(Beginning of DATA TO USE)
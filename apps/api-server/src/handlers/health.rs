//! Health check endpoint.

use actix_web::HttpResponse;
use serde::Serialize;

#[derive(Serialize)]
pub struct HealthResponse {
    pub status: &'static str,
    pub version: &'static str,
    pub timestamp: String,
}

/// GET /api/health
pub async fn health_check() -> HttpResponse {
    HttpResponse::Ok().json(HealthResponse {
        status: "ok",
        version: env!("CARGO_PKG_VERSION"),
        timestamp: chrono::Utc::now().to_rfc3339(),
    })
}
(End of DATA TO USE)
### EXERCISE INSTRUCTIONS:
What you hand back must match the records above exactly.

### ANSWER AREA:
filename apps/api-server/src/handlers/health.rs
//! Health check endpoint.

use actix_web::HttpResponse;
use serde::Serialize;

#[derive(Serialize)]
pub struct HealthResponse {
    pub status: &'static str,
    pub version: &'static str,
    pub timestamp: String,
}

/// GET /api/health
pub async fn health_check() -> HttpResponse {
    HttpResponse::Ok().json(HealthResponse {
        status: "ok",
        version: env!("CARGO_PKG_VERSION"),
        timestamp: chrono::Utc::now().to_rfc3339(),
    })
}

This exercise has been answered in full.